Eventuele budgettaire gevolgen voor de Nederlandse begroting worden ingepast op de begroting van het beleidsverantwoordelijke departement, conform de regels van de budgetdiscipline. Daarbij dient ook rekening gehouden te worden met eventuele budgettaire gevolgen voor lokale overheden.

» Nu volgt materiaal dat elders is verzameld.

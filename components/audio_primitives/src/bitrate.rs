use crate::ParseError;
use std::{fmt, str::FromStr};

/// Bit depth / sample rate pairs a tracked WAV set can be stored at.
///
/// `Raw` is a pseudo-bitrate for unedited captures. It is the last slot and
/// is left out of every wildcard query on [`crate::FormatBitrateMatrix`].
#[derive(Debug, Clone, Copy, PartialEq, Eq, Hash, PartialOrd, Ord)]
#[repr(u8)]
pub enum Bitrate {
    B16_44 = 0,
    B16_48 = 1,
    B24_44 = 2,
    B24_48 = 3,
    B24_88 = 4,
    B24_96 = 5,
    Raw = 6,
}

impl Bitrate {
    /// Every bitrate in lookup order, `Raw` last
    pub const ALL: [Bitrate; 7] = [
        Bitrate::B16_44,
        Bitrate::B16_48,
        Bitrate::B24_44,
        Bitrate::B24_48,
        Bitrate::B24_88,
        Bitrate::B24_96,
        Bitrate::Raw,
    ];

    /// Real bitrates, the scope of wildcard queries
    pub const TRACKED: [Bitrate; 6] = [
        Bitrate::B16_44,
        Bitrate::B16_48,
        Bitrate::B24_44,
        Bitrate::B24_48,
        Bitrate::B24_88,
        Bitrate::B24_96,
    ];

    pub const COUNT: usize = Self::ALL.len();

    /// Directory name for this bitrate
    pub fn name(&self) -> &'static str {
        match self {
            Bitrate::B16_44 => "16-44",
            Bitrate::B16_48 => "16-48",
            Bitrate::B24_44 => "24-44",
            Bitrate::B24_48 => "24-48",
            Bitrate::B24_88 => "24-88",
            Bitrate::B24_96 => "24-96",
            Bitrate::Raw => "Raw",
        }
    }

    pub fn is_raw(&self) -> bool {
        matches!(self, Bitrate::Raw)
    }

    pub fn bit_depth(&self) -> Option<u8> {
        match self {
            Bitrate::B16_44 | Bitrate::B16_48 => Some(16),
            Bitrate::Raw => None,
            _ => Some(24),
        }
    }

    /// Sample rate in Hz
    pub fn sample_rate(&self) -> Option<u32> {
        match self {
            Bitrate::B16_44 | Bitrate::B24_44 => Some(44_100),
            Bitrate::B16_48 | Bitrate::B24_48 => Some(48_000),
            Bitrate::B24_88 => Some(88_200),
            Bitrate::B24_96 => Some(96_000),
            Bitrate::Raw => None,
        }
    }

    pub fn index(&self) -> usize {
        *self as usize
    }
}

impl FromStr for Bitrate {
    type Err = ParseError;

    fn from_str(s: &str) -> Result<Self, Self::Err> {
        let wanted = s.trim();
        Self::ALL
            .into_iter()
            .find(|b| b.name().eq_ignore_ascii_case(wanted))
            .ok_or_else(|| ParseError::UnknownBitrate(s.to_string()))
    }
}

impl fmt::Display for Bitrate {
    fn fmt(&self, f: &mut fmt::Formatter<'_>) -> fmt::Result {
        write!(f, "{}", self.name())
    }
}

#[cfg(test)]
mod tests {
    use super::*;
    use rstest::rstest;

    #[rstest]
    #[case("16-44", Bitrate::B16_44)]
    #[case("24-96", Bitrate::B24_96)]
    #[case("raw", Bitrate::Raw)]
    #[case(" 24-88 ", Bitrate::B24_88)]
    fn parse_names(#[case] input: &str, #[case] expected: Bitrate) {
        assert_eq!(input.parse::<Bitrate>().unwrap(), expected);
    }

    #[test]
    fn unknown_name_is_rejected() {
        assert_eq!(
            "32-192".parse::<Bitrate>(),
            Err(ParseError::UnknownBitrate("32-192".to_string()))
        );
    }

    #[test]
    fn raw_has_no_audio_properties() {
        assert_eq!(Bitrate::Raw.bit_depth(), None);
        assert_eq!(Bitrate::Raw.sample_rate(), None);
        assert_eq!(Bitrate::B24_88.sample_rate(), Some(88_200));
        assert_eq!(Bitrate::B16_48.bit_depth(), Some(16));
    }

    #[test]
    fn no_bitrate_name_contains_another() {
        for a in Bitrate::ALL {
            for b in Bitrate::ALL {
                if a != b {
                    assert!(!a.name().contains(b.name()), "{a} contains {b}");
                }
            }
        }
    }
}
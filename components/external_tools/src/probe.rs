// components/external_tools/src/probe.rs
use crate::{ToolError, ToolRunner, ToolSet};
use std::path::Path;

/// Ask the duration probe for a file's length in whole milliseconds.
///
/// Empty output is an error: every track needs a duration downstream.
pub fn probe_duration_ms(
    runner: &dyn ToolRunner,
    tools: &ToolSet,
    file: &Path,
) -> Result<String, ToolError> {
    let output = runner.run(&tools.duration(file))?;
    let first_line = output.lines().next().unwrap_or_default().trim();
    let whole_ms = first_line.split('.').next().unwrap_or_default().trim();

    if whole_ms.is_empty() {
        return Err(ToolError::EmptyDuration {
            path: file.to_path_buf(),
        });
    }

    Ok(whole_ms.to_string())
}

e) Gevolgen voor regeldruk, administratieve lasten en concurrentiekracht

Het actieplan voor integratie en inclusie heeft op zichzelf geen effect op regeldruk en administratieve lasten. De uit dit actieplan mogelijk voortkomende monitoringsactiviteiten kunnen eventueel wel leiden tot een toename van de regeldruk op instellingen of administratieve belasting en uitvoeringskosten voor de rijksoverheid en lokale overheden.


X Noot
1

Mededeling van de Commissie over een actieplan inzake de integratie van onderdanen van derde landen COM(2016) 377.

X Noot
2

«Assessment of the 2016 Commission Action Plan on the Integration of Third-Country Nationals», Commission Staff Working Document, COM(2020) 758.

X Noot
3

Gendergelijkheidsstrategie 2020–2025, COM(2020) 152; Fiche: Gendergelijkheidsstrategie 2020–2025, Kamerstuk 22 112, nr. 2861; LHBTIQ strategie 2020–2025, COM(2020) 698, Fiche: LHBTI-strategie 2020–2025, Kamerstuk 22 112, nr. 3002.

X Noot
4

Mededeling inzake een nieuw migratie- en asielpact, COM (2020) 609.

X Noot
5

Fiche: Europese Onderwijsruimte, Kamerstuk 22 112, nr. 2965, Fiche: Europese Vaardighedenagenda, Kamerstuk 22 112, nr. 2906, Fiche: Digitaal Onderwijs Actieplan, Kamerstuk 22 112, nr. 2966.

X Noot
6

Regeerakkoord 2017: «Vertrouwen in de toekomst», pag. 50–55; Bijlage bij Kamerstuk 34 700, nr. 34.

X Noot
7

Regeerakkoord 2017: «Vertrouwen in de toekomst», pag. 50–55.

X Noot
8

Wetenschappelijke Raad voor Regeringsbeleid rapport (nr. 103), «Samenleven in verscheidenheid. Beleid voor de migratiesamenleving».